Zoe Beloff grew up in Edinburgh, Scotland where she studied painting and drawing. In 1980 she moved to New York to study at Columbia University where she received an MFA in Film. She is an artist and filmmaker. Her projects often involve a range of media including films, drawings and archival documents organized around a theme. They include proposals for new forms of community; “The Coney Island Amateur Psychoanalytic Society and its Circle 1926 – 1972” and “The Days of the Commune”, projects that explore relationships between labor, technology and mental states in “The Infernal Dream of Mutt and Jeff” and “Emotions go to Work” as well as the exploration of the orgins of cinema from a feminist perspective in "Charming Augustine" and "Shadowland or Light from the Other Side".
Her current work address the relationship between American fascism in the 1930’s and its resurgence today. . Both thematically and formally Beloff draws timelines between past and present helping us to imagine a future against the grain of reactionary ideology. She aims to make radical art that educates, entertains, and provokes discussion. Most importantly, as her work attests, she believes protest should be vibrant, humorous and colorful, a carnival of resistance to light the way in dark times.
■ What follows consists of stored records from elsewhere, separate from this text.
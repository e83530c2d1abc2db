use std::fmt;

use crate::{JobId, JobStatus};

#[derive(Debug, Clone, PartialEq, Eq)]
pub enum Msg {
    /// User submitted scan arguments.
    ScanSubmitted(String),
    /// The service accepted a submission and returned a job id.
    JobAccepted {
        job_id: JobId,
        created_at: Option<String>,
    },
    /// A submission did not produce a job.
    SubmissionRejected { failure: SubmitFailure },
    /// Push channel announced a new job.
    JobCreated {
        job_id: JobId,
        status: JobStatus,
        created_at: Option<String>,
    },
    /// Status observed for a job, on either channel (push update or poll
    /// result — the two are interchangeable producers).
    StatusObserved { job_id: JobId, status: JobStatus },
    /// Push channel announced a job removal.
    JobDeleted { job_id: JobId },
    /// Startup seed from the server-side job list.
    JobsSeeded(Vec<(JobId, JobStatus)>),
    /// User asked to delete all jobs.
    ClearAllRequested,
    /// The service confirmed the delete-all; mirror it locally.
    AllJobsCleared,
    /// Push connection established.
    PushOpened,
    /// Push connection failed or ended.
    PushFailed { detail: String },
    /// UI/render tick to coalesce rendering.
    Tick,
    /// Fallback for placeholder wiring.
    NoOp,
}

/// Why a submission produced no job. Carried into state for display.
#[derive(Debug, Clone, PartialEq, Eq)]
pub enum SubmitFailure {
    /// Arguments were rejected before any network call.
    InvalidArgument(String),
    /// The service denied access.
    Forbidden,
    /// The service rejected the submission.
    Rejected { status: u16, detail: String },
    /// The request never completed.
    Transport(String),
}

impl fmt::Display for SubmitFailure {
    fn fmt(&self, f: &mut fmt::Formatter<'_>) -> fmt::Result {
        match self {
            SubmitFailure::InvalidArgument(reason) => write!(f, "{reason}"),
            SubmitFailure::Forbidden => write!(f, "Access Forbidden"),
            SubmitFailure::Rejected { status, detail } => {
                write!(f, "submission rejected (http {status}): {detail}")
            }
            SubmitFailure::Transport(detail) => write!(f, "submission failed: {detail}"),
        }
    }
}
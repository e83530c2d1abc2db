#![deny(missing_docs)]
//! Shared logging utilities for the scanboard workspace.
//!
//! This crate provides the `client_*` logging macros used across the codebase
//! and a minimal test initializer for the global logger.

/// Logs a trace-level message using the global logging facade.
#[macro_export]
macro_rules! client_trace {
    ($($arg:tt)*) => {{
        log::trace!($($arg)*);
    }};
}

/// Logs an info-level message using the global logging facade.
#[macro_export]
macro_rules! client_info {
    ($($arg:tt)*) => {{
        log::info!($($arg)*);
    }};
}

/// Logs a debug-level message using the global logging facade.
#[macro_export]
macro_rules! client_debug {
    ($($arg:tt)*) => {{
        log::debug!($($arg)*);
    }};
}

/// Logs a warn-level message using the global logging facade.
#[macro_export]
macro_rules! client_warn {
    ($($arg:tt)*) => {{
        log::warn!($($arg)*);
    }};
}

/// Logs an error-level message using the global logging facade.
#[macro_export]
macro_rules! client_error {
    ($($arg:tt)*) => {{
        log::error!($($arg)*);
    }};
}

/// Initializes a simple terminal logger for use in unit tests.
///
/// This safely no-ops if another logger has already been initialized.
pub fn initialize_for_tests() {
    use simplelog::{ColorChoice, CombinedLogger, Config, TermLogger, TerminalMode};

    // Use debug level in debug builds, info in release builds.
    let level = if cfg!(debug_assertions) {
        log::LevelFilter::Debug
    } else {
        log::LevelFilter::Info
    };

    // Ignore the error if a logger was already set by another test.
    let _ = CombinedLogger::init(vec![TermLogger::new(
        level,
        Config::default(),
        TerminalMode::Mixed,
        ColorChoice::Auto,
    )]);
}
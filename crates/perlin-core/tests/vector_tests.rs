//! Known-vector tests for HD account derivation
//!
//! Reference values are the widely published results for the BIP-39 test
//! mnemonic derived along the BIP-44 Ethereum path.

use perlin_core::{derive, CoreError, HdAccountDeriver, Mnemonic, PathTemplate};

const TEST_MNEMONIC: &str = "abandon abandon abandon abandon abandon abandon \
                             abandon abandon abandon abandon abandon about";

#[test]
fn test_reference_account_zero() {
    let account = derive(TEST_MNEMONIC, 0, PathTemplate::ETHEREUM).unwrap();

    assert_eq!(account.path().to_string(), "m/44'/60'/0'/0/0");
    assert_eq!(
        account.address().to_string(),
        "0x9858EfFD232B4033E47d90003D41EC34EcaEda94"
    );
    assert_eq!(
        account.private_key_hex(),
        "1ab42cc412b618bdea3a599e3c9bae199ebf030895b039e9db1e30dafb12b727"
    );
}

#[test]
fn test_reference_account_one() {
    let account = derive(TEST_MNEMONIC, 1, PathTemplate::ETHEREUM).unwrap();

    assert_eq!(account.path().to_string(), "m/44'/60'/0'/0/1");
    assert_eq!(
        account.address().to_string(),
        "0x6Fac4D18c912343BF86fa7049364Dd4E424Ab9C0"
    );
}

#[test]
fn test_slot_substitution_yields_distinct_pairs() {
    let mnemonic = Mnemonic::parse(TEST_MNEMONIC).unwrap();
    let deriver = HdAccountDeriver::default();

    let first = deriver.derive(&mnemonic, 0).unwrap();
    let second = deriver.derive(&mnemonic, 1).unwrap();

    assert_ne!(first.address(), second.address());
    assert_ne!(first.private_key_hex(), second.private_key_hex());
    assert_eq!(first.private_key_hex().len(), 64);
    assert_eq!(second.private_key_hex().len(), 64);
}

#[test]
fn test_altered_checksum_word_is_rejected() {
    // Same entropy bits as "about", different checksum bits
    let altered = TEST_MNEMONIC.replace("about", "able");
    let err = derive(&altered, 0, PathTemplate::ETHEREUM).unwrap_err();
    assert!(matches!(err, CoreError::InvalidMnemonic(_)), "{:?}", err);
}

#[test]
fn test_index_out_of_range() {
    assert_eq!(
        derive(TEST_MNEMONIC, -1, PathTemplate::ETHEREUM).unwrap_err(),
        CoreError::InvalidDerivationIndex(-1)
    );
    assert_eq!(
        derive(TEST_MNEMONIC, 1 << 31, PathTemplate::ETHEREUM).unwrap_err(),
        CoreError::InvalidDerivationIndex(1 << 31)
    );
    assert!(derive(TEST_MNEMONIC, (1 << 31) - 1, PathTemplate::ETHEREUM).is_ok());
}

#[test]
fn test_malformed_template() {
    for template in ["m/44'/60'/0'/0/x", "44'/60'/0'/0/{index}", "m/44'/60'/0'/0"] {
        let err = derive(TEST_MNEMONIC, 0, template).unwrap_err();
        assert!(
            matches!(err, CoreError::UnsupportedPathSegment(_)),
            "{}: {:?}",
            template,
            err
        );
    }
}

#[test]
fn test_hardened_slot_differs_from_normal() {
    let normal = derive(TEST_MNEMONIC, 0, "m/44'/60'/0'/0/{index}").unwrap();
    let hardened = derive(TEST_MNEMONIC, 0, "m/44'/60'/0'/0/{index}'").unwrap();
    assert_ne!(normal.address(), hardened.address());
    assert_eq!(hardened.path().to_string(), "m/44'/60'/0'/0/0'");
}
#![no_main]

use libfuzzer_sys::fuzz_target;
use perlin_core::{AccountIndex, PathTemplate};

fuzz_target!(|data: &[u8]| {
    if data.len() < 4 {
        return;
    }

    let index = u32::from_le_bytes([data[0], data[1], data[2], data[3]]) & 0x7FFF_FFFF;
    let Ok(s) = std::str::from_utf8(&data[4..]) else {
        return;
    };

    if let Ok(template) = PathTemplate::parse(s) {
        let index = AccountIndex::new(i64::from(index)).unwrap();
        let path = template.resolve(index);

        // The substituted segment is present with the slot's hardening
        assert!(path
            .components()
            .iter()
            .any(|c| c.index() == index.get() && c.is_hardened() == template.slot_is_hardened()));

        // Template text re-parses to the same resolution
        let again = PathTemplate::parse(template.as_str()).unwrap();
        assert_eq!(again.resolve(index), path);
    }
});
Zoe’s work has been featured in international exhibitions and screenings; venues include the Whitney Museum Biennales 1997 and 2002, Site Santa Fe, the M HKA museum in Antwerp, and the Pompidou Center in Paris. However she particularly enjoys working in alternative venues that are free and open to the community for events and conversations. These have included in New York City; The Coney Island Museum, Participant, Momenta and The James Gallery at the CUNY Graduate Center. She has been awarded fellowships from. The Graham Foundation, the Guggenheim Foundation, The Foundation for Contemporary Arts, The Radcliffe Institute at Harvard and the New York Foundation for the Arts. She is a professor at Queens College CUNY.